Ministers pledge to end 'poor doors' in new build housing - reallydontask
https://www.bbc.co.uk/news/uk-49053920
======
Jonnax
So I know in London any new housing development has to allocate part of the
properties for shared ownership or social housing, To be able to get planning
approval.

Seems very reasonable because property developers make a lot of money selling
luxury homes. And also in a lot of places the development is made after
demolishing "unsightly" high density social housing.

Often with far fewer homes than there were there originally.

The social housing may be in a separate apartment block in a large development
or the less prestigious lower floors.

If you pass by a development it's often obvious what the poor door is.

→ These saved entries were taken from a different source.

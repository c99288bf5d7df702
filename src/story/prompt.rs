// ---------------------------------------------------------------------------
// Prompt construction
// ---------------------------------------------------------------------------

/// Narrator instruction sent as the system turn of every conversation. The pacing guide is
/// appended per session, see [`pacing_guide`].
pub const DEFAULT_SYSTEM_INSTRUCTION: &str = "\
You are the MONOMYTH NARRATOR, an omniscient storyteller guiding a soul through the Hero's \
Journey as described by Joseph Campbell.

Hero: you receive a hero name. Narrate strictly in the third person using that name. \
Never address the reader as \"you\".

Setting: ancient Greek myth only. Gods, monsters, prophecy, curses. No digital or technical \
vocabulary. Never state the user's seed word; show its absence or a symbol of it.

Style: show, don't tell. Every step carries at least one sensory detail. Keep each narrative \
under 120 words.

Choices: never a yes/no pair. Option A is the Lion (direct, forceful, physical, high risk). \
Option B is the Fox (subtle, observant, mystical, gains insight). Both must move the story \
forward.

Language: detect the language of the seed and write every narrative, choice and title in that \
language. JSON keys always stay in English.

Output strictly one JSON object:
{\"title\": \"<short chapter title>\", \"stage\": \"<journey phase>\", \"narrative\": \"<prose>\",
 \"choices\": [{\"id\": \"A\", \"shortDesc\": \"<2-5 words>\", \"text\": \"<consequence>\"},
               {\"id\": \"B\", \"shortDesc\": \"<2-5 words>\", \"text\": \"<consequence>\"}]}
For the epilogue return \"choices\": [], \"stage\": \"THE END\", a \"grandTitle\" for the whole \
myth, and a \"coverArtPrompt\" describing a classical Renaissance oil painting of the ending.";

/// Spread the three journey phases over `max_steps` steps and name the epilogue step.
pub fn pacing_guide(max_steps: u32) -> String {
    let separation_end = max_steps.div_ceil(3);
    let initiation_end = (2 * max_steps).div_ceil(3);

    let mut guide = format!("Pacing ({max_steps} steps, then an epilogue):\n");
    push_phase(
        &mut guide,
        1,
        separation_end,
        "Separation",
        "the Call to Adventure, the Refusal, Crossing the First Threshold.",
    );
    push_phase(
        &mut guide,
        separation_end + 1,
        initiation_end,
        "Initiation",
        "the Road of Trials; the last of these is the Ordeal, the darkest point.",
    );
    push_phase(
        &mut guide,
        initiation_end + 1,
        max_steps,
        "Return",
        "the Ultimate Boon, the Magic Flight, Master of Two Worlds.",
    );
    guide.push_str(&format!(
        "- Step {} (THE END): the epilogue. No choices, only the closing reflection and a grand title.",
        max_steps + 1
    ));
    guide
}

fn push_phase(guide: &mut String, first: u32, last: u32, phase: &str, beats: &str) {
    if first > last {
        return;
    }
    let span = if first == last {
        format!("Step {first}")
    } else {
        format!("Steps {first}-{last}")
    };
    guide.push_str(&format!("- {span} ({phase}): {beats}\n"));
}

pub fn opening_prompt(seed: &str, hero_name: &str) -> String {
    format!(
        "User Seed: \"{seed}\". Hero Name: \"{hero_name}\". Begin the story at Step 1. Output JSON."
    )
}

/// Prompt for steps 2..=max_steps. The final pre-epilogue step is told to bring the arc home.
pub fn continuation_prompt(
    choice_id: &str,
    short_desc: &str,
    next_step: u32,
    max_steps: u32,
) -> String {
    let directive = if next_step == max_steps {
        "**IMPORTANT: This is the FINAL STEP before the epilogue. Bring the story to a close, \
         but still offer two choices.**"
    } else {
        "Keep the narrative going, do NOT end the story yet."
    };
    format!(
        "User choice: {choice_id} ({short_desc}).\n\
         MISSION: Generate **Step {next_step}** of {max_steps}.\n\
         {directive}\n\
         Output JSON."
    )
}

pub fn epilogue_prompt(choice_id: &str, short_desc: &str, hero_name: &str) -> String {
    format!(
        "User choice: {choice_id} ({short_desc}).\n\
         MISSION: The journey is complete. Generate the EPILOGUE for {hero_name}.\n\
         Set \"stage\" to \"THE END\" and return an empty \"choices\" array: [].\n\
         Include a majestic \"grandTitle\" for the whole myth and a \"coverArtPrompt\" describing \
         a classical mythological oil painting of the ending.\n\
         Output JSON."
    )
}

#[cfg(test)]
mod tests {
    use super::*;

    #[test]
    fn test_opening_embeds_inputs() {
        let p = opening_prompt("freedom", "Orion");
        assert!(p.contains("\"freedom\""));
        assert!(p.contains("\"Orion\""));
        assert!(p.contains("Step 1"));
    }

    #[test]
    fn test_continuation_flags_last_step() {
        let mid = continuation_prompt("A", "Seize the gate", 3, 6);
        assert!(mid.contains("Step 3** of 6"));
        assert!(mid.contains("do NOT end"));

        let last = continuation_prompt("B", "Read the omens", 6, 6);
        assert!(last.contains("FINAL STEP"));
        assert!(last.contains("B (Read the omens)"));
    }

    #[test]
    fn test_pacing_guide_follows_journey_length() {
        let six = pacing_guide(6);
        assert!(six.starts_with("Pacing (6 steps"));
        assert!(six.contains("- Steps 1-2 (Separation)"));
        assert!(six.contains("- Steps 3-4 (Initiation)"));
        assert!(six.contains("- Steps 5-6 (Return)"));
        assert!(six.contains("- Step 7 (THE END)"));

        let three = pacing_guide(3);
        assert!(three.contains("- Step 1 (Separation)"));
        assert!(three.contains("- Step 2 (Initiation)"));
        assert!(three.contains("- Step 3 (Return)"));
        assert!(three.contains("- Step 4 (THE END)"));
        assert!(!three.contains("Step 7"));

        let one = pacing_guide(1);
        assert!(one.contains("- Step 1 (Separation)"));
        assert!(!one.contains("Initiation"));
        assert!(!one.contains("Return)"));
        assert!(one.contains("- Step 2 (THE END)"));
    }

    #[test]
    fn test_default_instruction_leaves_pacing_to_the_session() {
        assert!(!DEFAULT_SYSTEM_INSTRUCTION.contains("Pacing"));
        assert!(DEFAULT_SYSTEM_INSTRUCTION.contains("grandTitle"));
    }

    #[test]
    fn test_epilogue_requests_empty_choices() {
        let p = epilogue_prompt("A", "Seize the gate", "Orion");
        assert!(p.contains("\"choices\" array: []"));
        assert!(p.contains("grandTitle"));
        assert!(p.contains("Orion"));
    }
}
//! The narrative session state machine.
//!
//! Every generation call is modelled as an explicit request/response pair: a `begin_*`
//! operation moves the machine into a waiting state and hands back a [`PendingStep`], the
//! caller sends its prompt through a [`TextGenerator`] (on whatever thread or loop it likes),
//! and [`Session::complete`] applies the reply. Each pending step carries the session epoch
//! it was issued under; a reply for an abandoned epoch is discarded instead of applied.

use std::fmt;

use log::{debug, info, warn};

use crate::error::{Result, StoryError};
use crate::llm::{ChatMessage, TextGenerator};
use crate::story::node::{Choice, StoryNode};
use crate::story::prompt::{
    continuation_prompt, epilogue_prompt, opening_prompt, pacing_guide,
    DEFAULT_SYSTEM_INSTRUCTION,
};
use crate::story::validator::parse_story_node;

// ---------------------------------------------------------------------------
// Configuration
// ---------------------------------------------------------------------------

#[derive(Debug, Clone)]
pub struct SessionConfig {
    /// Number of choice-bearing steps before the epilogue.
    pub max_steps: u32,
    pub system_instruction: String,
}

impl Default for SessionConfig {
    fn default() -> Self {
        Self {
            max_steps: 6,
            system_instruction: DEFAULT_SYSTEM_INSTRUCTION.to_string(),
        }
    }
}

impl SessionConfig {
    /// A journey needs at least one choice-bearing step before its epilogue.
    pub fn validate(&self) -> Result<()> {
        if self.max_steps == 0 {
            return Err(StoryError::InvalidInput(
                "max_steps must be at least 1".into(),
            ));
        }
        Ok(())
    }

    /// The system turn that opens every conversation: the narrator instruction followed by
    /// a pacing guide sized to `max_steps`.
    pub fn system_turn(&self) -> String {
        format!(
            "{}\n\n{}",
            self.system_instruction.trim_end(),
            pacing_guide(self.max_steps)
        )
    }
}

// ---------------------------------------------------------------------------
// States and requests
// ---------------------------------------------------------------------------

#[derive(Debug, Clone, Copy, PartialEq, Eq)]
pub enum SessionState {
    Idle,
    AwaitingOpening,
    /// The open node's prose is being revealed.
    Reading,
    /// The open node's choices are live.
    Choosing,
    Processing,
    Terminal,
    Error,
}
use std::collections::HashSet;
use std::sync::{Mutex, MutexGuard};
use std::thread;
use std::time::Duration;

use log::{debug, info, warn};

use crate::error::Result;

/// Configuration for asset retry behavior.
#[derive(Debug, Clone)]
pub struct RetryConfig {
    /// Retries after the first attempt (0 = a single attempt).
    pub max_retries: u32,
    /// Fixed pause between attempts.
    pub delay: Duration,
}

impl Default for RetryConfig {
    fn default() -> Self {
        Self {
            max_retries: 2,
            delay: Duration::from_millis(1500),
        }
    }
}

/// Pause between attempts. Swapped out in tests.
pub trait Sleeper {
    fn sleep(&self, duration: Duration);
}

#[derive(Debug, Default, Clone, Copy)]
pub struct ThreadSleeper;

impl Sleeper for ThreadSleeper {
    fn sleep(&self, duration: Duration) {
        thread::sleep(duration);
    }
}

/// How an asset request resolved. Failure is a value, never an error.
#[derive(Debug, Clone, PartialEq, Eq)]
pub enum AssetOutcome<T> {
    Ready(T),
    /// Every attempt failed; render the "unavailable" state and carry on.
    Unavailable { attempts: u32, reason: String },
    /// The key is already in flight or was the last one completed.
    Skipped,
}

impl<T> AssetOutcome<T> {
    pub fn ready(self) -> Option<T> {
        match self {
            AssetOutcome::Ready(value) => Some(value),
            _ => None,
        }
    }

    pub fn is_unavailable(&self) -> bool {
        matches!(self, AssetOutcome::Unavailable { .. })
    }

    pub fn map<U>(self, f: impl FnOnce(T) -> U) -> AssetOutcome<U> {
        match self {
            AssetOutcome::Ready(value) => AssetOutcome::Ready(f(value)),
            AssetOutcome::Unavailable { attempts, reason } => {
                AssetOutcome::Unavailable { attempts, reason }
            }
            AssetOutcome::Skipped => AssetOutcome::Skipped,
        }
    }
}

#[derive(Debug, Default)]
struct Dedup {
    in_flight: HashSet<String>,
    last_completed: Option<String>,
}

fn lock_dedup(dedup: &Mutex<Dedup>) -> MutexGuard<'_, Dedup> {
    // Only plain inserts and removals happen under the lock, so a poisoned set is still usable.
    dedup.lock().unwrap_or_else(|poisoned| poisoned.into_inner())
}

/// Holds a key in the in-flight set until dropped, including while unwinding.
struct InFlight<'a> {
    dedup: &'a Mutex<Dedup>,
    key: &'a str,
}

impl Drop for InFlight<'_> {
    fn drop(&mut self) {
        lock_dedup(self.dedup).in_flight.remove(self.key);
    }
}

/// Bounded fixed-delay retry with request de-duplication, keyed by prompt text.
pub struct RetryPolicy<S: Sleeper = ThreadSleeper> {
    config: RetryConfig,
    sleeper: S,
    dedup: Mutex<Dedup>,
}

impl RetryPolicy<ThreadSleeper> {
    pub fn new(config: RetryConfig) -> Self {
        Self::with_sleeper(config, ThreadSleeper)
    }
}

impl Default for RetryPolicy<ThreadSleeper> {
    fn default() -> Self {
        Self::new(RetryConfig::default())
    }
}

impl<S: Sleeper> RetryPolicy<S> {
    pub fn with_sleeper(config: RetryConfig, sleeper: S) -> Self {
        Self {
            config,
            sleeper,
            dedup: Mutex::new(Dedup::default()),
        }
    }

    pub fn config(&self) -> &RetryConfig {
        &self.config
    }

    pub fn sleeper(&self) -> &S {
        &self.sleeper
    }

    /// Forget the last completed key so the same prompt may be requested again.
    pub fn forget(&self) {
        self.lock().last_completed = None;
    }

    /// Run `generate` under the policy. `generate` receives the 1-based attempt number.
    pub fn run<T, F>(&self, key: &str, mut generate: F) -> AssetOutcome<T>
    where
        F: FnMut(u32) -> Result<T>,
    {
        {
            let mut dedup = self.lock();
            if dedup.in_flight.contains(key) || dedup.last_completed.as_deref() == Some(key) {
                debug!("Skipping duplicate asset request: {key}");
                return AssetOutcome::Skipped;
            }
            dedup.in_flight.insert(key.to_string());
        }
        let _in_flight = InFlight {
            dedup: &self.dedup,
            key,
        };

        let total = self.config.max_retries + 1;
        let mut outcome = AssetOutcome::Skipped;
        for attempt in 1..=total {
            match generate(attempt) {
                Ok(value) => {
                    if attempt > 1 {
                        info!("Asset request succeeded on attempt {attempt}/{total}");
                    }
                    outcome = AssetOutcome::Ready(value);
                    break;
                }
                Err(e) if attempt < total => {
                    warn!(
                        "Asset attempt {attempt}/{total} failed: {e}; retrying in {:?}",
                        self.config.delay
                    );
                    self.sleeper.sleep(self.config.delay);
                }
                Err(e) => {
                    warn!("Asset request gave up after {total} attempts: {e}");
                    outcome = AssetOutcome::Unavailable {
                        attempts: total,
                        reason: e.to_string(),
                    };
                }
            }
        }

        self.lock().last_completed = Some(key.to_string());
        outcome
    }

    fn lock(&self) -> MutexGuard<'_, Dedup> {
        lock_dedup(&self.dedup)
    }
}
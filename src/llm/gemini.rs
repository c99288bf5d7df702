use std::env;
use std::time::Duration;

use log::{debug, info, trace};
use reqwest::blocking::Client as HttpClient;
use serde_json::{json, Value};

use crate::error::{Result, StoryError};
use crate::llm::{ChatMessage, ImageAsset, ImageGenerator, TextGenerator};

const DEFAULT_API_BASE: &str = "https://generativelanguage.googleapis.com/v1beta";

// ---------------------------------------------------------------------------
// Configuration
// ---------------------------------------------------------------------------

#[derive(Debug, Clone)]
pub struct GeminiConfig {
    pub api_key: Option<String>,
    pub api_base: String,
    pub text_model: String,
    pub image_model: String,
    /// Aspect ratio requested for generated images.
    pub aspect_ratio: String,
    pub request_timeout: Duration,
}

impl Default for GeminiConfig {
    fn default() -> Self {
        Self {
            api_key: None,
            api_base: DEFAULT_API_BASE.to_string(),
            text_model: "gemini-2.5-flash".to_string(),
            image_model: "imagen-4.0-generate-001".to_string(),
            aspect_ratio: "16:9".to_string(),
            request_timeout: Duration::from_secs(90),
        }
    }
}

impl GeminiConfig {
    /// Read `GEMINI_API_KEY` (or `GOOGLE_API_KEY`), `GEMINI_API_BASE`,
    /// `MONOMYTH_TEXT_MODEL` and `MONOMYTH_IMAGE_MODEL`.
    pub fn from_env() -> Self {
        let defaults = Self::default();
        Self {
            api_key: non_empty_env("GEMINI_API_KEY").or_else(|| non_empty_env("GOOGLE_API_KEY")),
            api_base: non_empty_env("GEMINI_API_BASE")
                .map(|value| value.trim_end_matches('/').to_string())
                .unwrap_or(defaults.api_base),
            text_model: non_empty_env("MONOMYTH_TEXT_MODEL").unwrap_or(defaults.text_model),
            image_model: non_empty_env("MONOMYTH_IMAGE_MODEL").unwrap_or(defaults.image_model),
            ..defaults
        }
    }
}

fn non_empty_env(key: &str) -> Option<String> {
    env::var(key)
        .ok()
        .map(|value| value.trim().to_string())
        .filter(|value| !value.is_empty())
}

// ---------------------------------------------------------------------------
// Client
// ---------------------------------------------------------------------------

/// Gemini `generateContent` for story steps and Imagen `predict` for pictures.
pub struct GeminiClient {
    config: GeminiConfig,
    http: HttpClient,
}

impl GeminiClient {
    pub fn new(config: GeminiConfig) -> Self {
        Self {
            config,
            http: HttpClient::new(),
        }
    }

    pub fn from_env() -> Self {
        Self::new(GeminiConfig::from_env())
    }

    pub fn config(&self) -> &GeminiConfig {
        &self.config
    }

    fn api_key(&self) -> Result<&str> {
        self.config.api_key.as_deref().ok_or_else(|| {
            StoryError::CredentialMissing("GEMINI_API_KEY or GOOGLE_API_KEY not set".into())
        })
    }

    fn endpoint(&self, model: &str, method: &str) -> String {
        let trimmed = model.trim();
        let model_path = if trimmed.starts_with("models/") {
            trimmed.to_string()
        } else {
            format!("models/{trimmed}")
        };
        format!("{}/{}:{}", self.config.api_base, model_path, method)
    }

    fn post_json(&self, endpoint: &str, payload: &Value) -> Result<Value> {
        let api_key = self.api_key()?;
        debug!("POST {endpoint}");
        let response = self
            .http
            .post(endpoint)
            .query(&[("key", api_key)])
            .timeout(self.config.request_timeout)
            .json(payload)
            .send()
            .map_err(|e| StoryError::NetworkFailure(format!("request to {endpoint} failed: {e}")))?;

        let status = response.status();
        let body = response
            .text()
            .map_err(|e| StoryError::NetworkFailure(format!("response body read failed: {e}")))?;
        trace!("Gemini response ({}): {body}", status.as_u16());

        if status.as_u16() == 401 || status.as_u16() == 403 {
            return Err(StoryError::CredentialMissing(format!(
                "service rejected the API key ({})",
                status.as_u16()
            )));
        }
        if !status.is_success() {
            return Err(StoryError::NetworkFailure(format!(
                "request failed ({}): {}",
                status.as_u16(),
                truncate_text(&body, 512)
            )));
        }
        serde_json::from_str(&body)
            .map_err(|e| StoryError::NetworkFailure(format!("service returned invalid JSON: {e}")))
    }
}

/// Build a `generateContent` payload: system turns become `systemInstruction`,
/// assistant turns are sent with the `model` role.
pub fn build_text_payload(context: &[ChatMessage], prompt: &str) -> Value {
    let system_text = context
        .iter()
        .filter(|m| m.is_system())
        .map(|m| m.content.as_str())
        .collect::<Vec<_>>()
        .join("\n\n");

    let mut contents: Vec<Value> = context
        .iter()
        .filter(|m| !m.is_system())
        .map(|m| {
            let role = if m.role == "assistant" { "model" } else { "user" };
            json!({ "role": role, "parts": [{ "text": m.content }] })
        })
        .collect();
    contents.push(json!({ "role": "user", "parts": [{ "text": prompt }] }));

    let mut payload = json!({
        "contents": contents,
        "generationConfig": { "responseMimeType": "application/json" },
    });
    if !system_text.is_empty() {
        payload["systemInstruction"] = json!({ "parts": [{ "text": system_text }] });
    }
    payload
}

/// Concatenate the text parts of the first candidate.
pub fn extract_reply_text(payload: &Value) -> Result<String> {
    let parts = payload
        .get("candidates")
        .and_then(Value::as_array)
        .and_then(|candidates| candidates.first())
        .and_then(|candidate| candidate.get("content"))
        .and_then(|content| content.get("parts"))
        .and_then(Value::as_array)
        .cloned()
        .unwrap_or_default();

    let text = parts
        .iter()
        .filter_map(|part| part.get("text").and_then(Value::as_str))
        .collect::<String>();

    if text.trim().is_empty() {
        return Err(StoryError::MalformedResponse(
            "service reply contained no text".into(),
        ));
    }
    Ok(text)
}

/// Pull the first encoded image out of an Imagen `predict` reply.
pub fn extract_image(payload: &Value) -> Result<ImageAsset> {
    let predictions = payload
        .get("predictions")
        .and_then(Value::as_array)
        .cloned()
        .unwrap_or_default();

    for row in predictions {
        let Some(obj) = row.as_object() else {
            continue;
        };
        if let Some(encoded) = obj
            .get("bytesBase64Encoded")
            .or_else(|| obj.get("bytes_base64_encoded"))
            .and_then(Value::as_str)
        {
            let mime = obj.get("mimeType").and_then(Value::as_str);
            return ImageAsset::from_base64(encoded, mime);
        }
    }

    Err(StoryError::AssetGenerationFailure(
        "no image data received; the safety filter may have been triggered".into(),
    ))
}

impl TextGenerator for GeminiClient {
    fn send_step(&mut self, context: &[ChatMessage], prompt: &str) -> Result<String> {
        info!(
            "=== GEMINI CALL: {} context messages, model {} ===",
            context.len(),
            self.config.text_model
        );
        let endpoint = self.endpoint(&self.config.text_model, "generateContent");
        let payload = build_text_payload(context, prompt);
        let response = self.post_json(&endpoint, &payload)?;
        let text = extract_reply_text(&response)?;
        info!("Gemini replied with {} chars", text.len());
        Ok(text)
    }
}

impl ImageGenerator for GeminiClient {
    fn generate_image(&self, prompt: &str) -> Result<ImageAsset> {
        info!("Requesting image from {}", self.config.image_model);
        debug!("Image prompt: {prompt}");
        let endpoint = self.endpoint(&self.config.image_model, "predict");
        let payload = json!({
            "instances": [{ "prompt": prompt }],
            "parameters": {
                "sampleCount": 1,
                "aspectRatio": self.config.aspect_ratio,
            },
        });
        let response = self.post_json(&endpoint, &payload).map_err(|e| match e {
            missing @ StoryError::CredentialMissing(_) => missing,
            other => StoryError::AssetGenerationFailure(other.to_string()),
        })?;
        extract_image(&response)
    }
}

fn truncate_text(text: &str, max_chars: usize) -> String {
    if text.chars().count() <= max_chars {
        return text.to_string();
    }
    let mut out: String = text.chars().take(max_chars).collect();
    out.push('…');
    out
}

#[cfg(test)]
mod tests {
    use super::*;

    #[test]
    fn test_text_payload_roles() {
        let context = vec![
            ChatMessage::system("You are the narrator."),
            ChatMessage::user("Begin."),
            ChatMessage::assistant("{\"narrative\":\"A gate.\"}"),
        ];
        let payload = build_text_payload(&context, "User choice: A");
        assert_eq!(
            payload["systemInstruction"]["parts"][0]["text"],
            "You are the narrator."
        );
        let contents = payload["contents"].as_array().unwrap();
        assert_eq!(contents.len(), 3);
        assert_eq!(contents[1]["role"], "model");
        assert_eq!(contents[2]["role"], "user");
        assert_eq!(contents[2]["parts"][0]["text"], "User choice: A");
        assert_eq!(
            payload["generationConfig"]["responseMimeType"],
            "application/json"
        );
    }

    #[test]
    fn test_extract_reply_text() {
        let payload = json!({
            "candidates": [{ "content": { "parts": [{ "text": "{\"narrative\":" }, { "text": "\"x\"}" }] } }]
        });
        assert_eq!(extract_reply_text(&payload).unwrap(), "{\"narrative\":\"x\"}");

        let empty = json!({ "candidates": [] });
        assert!(matches!(
            extract_reply_text(&empty),
            Err(StoryError::MalformedResponse(_))
        ));
    }

    #[test]
    fn test_extract_image() {
        let payload = json!({
            "predictions": [{ "bytesBase64Encoded": "iVBORw==", "mimeType": "image/png" }]
        });
        let asset = extract_image(&payload).unwrap();
        assert_eq!(asset.mime_type, "image/png");
        assert_eq!(asset.base64, "iVBORw==");

        let filtered = json!({ "predictions": [] });
        assert!(matches!(
            extract_image(&filtered),
            Err(StoryError::AssetGenerationFailure(_))
        ));
    }

    #[test]
    fn test_missing_key_is_credential_error() {
        let mut client = GeminiClient::new(GeminiConfig::default());
        let err = client.send_step(&[], "hello").unwrap_err();
        assert!(matches!(err, StoryError::CredentialMissing(_)));
    }

    #[test]
    fn test_endpoint_prefixes_models() {
        let client = GeminiClient::new(GeminiConfig::default());
        assert_eq!(
            client.endpoint("gemini-2.5-flash", "generateContent"),
            "https://generativelanguage.googleapis.com/v1beta/models/gemini-2.5-flash:generateContent"
        );
    }
}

I've seen one where the social housing residents can't come in through the
main entrance but instead goes through the utilities entrance, past the bin
storage.

The justification I normally hear about it is that the private home owners
will pay high service charges for things like concierge, swimming pools, gyms
landscaped gardens, etc etc.

But honestly this seems like an excuse. Like people aren't asking for services
for free.

The architecture of their home is telling them that they are inferior every
time they enter their homes.

I find it hard to imagine the scenario where a developer is presenting their
plan to the council and saying: "this is the door for the poor people"

But then again, I can imagine the arguments of "this is how it is always done"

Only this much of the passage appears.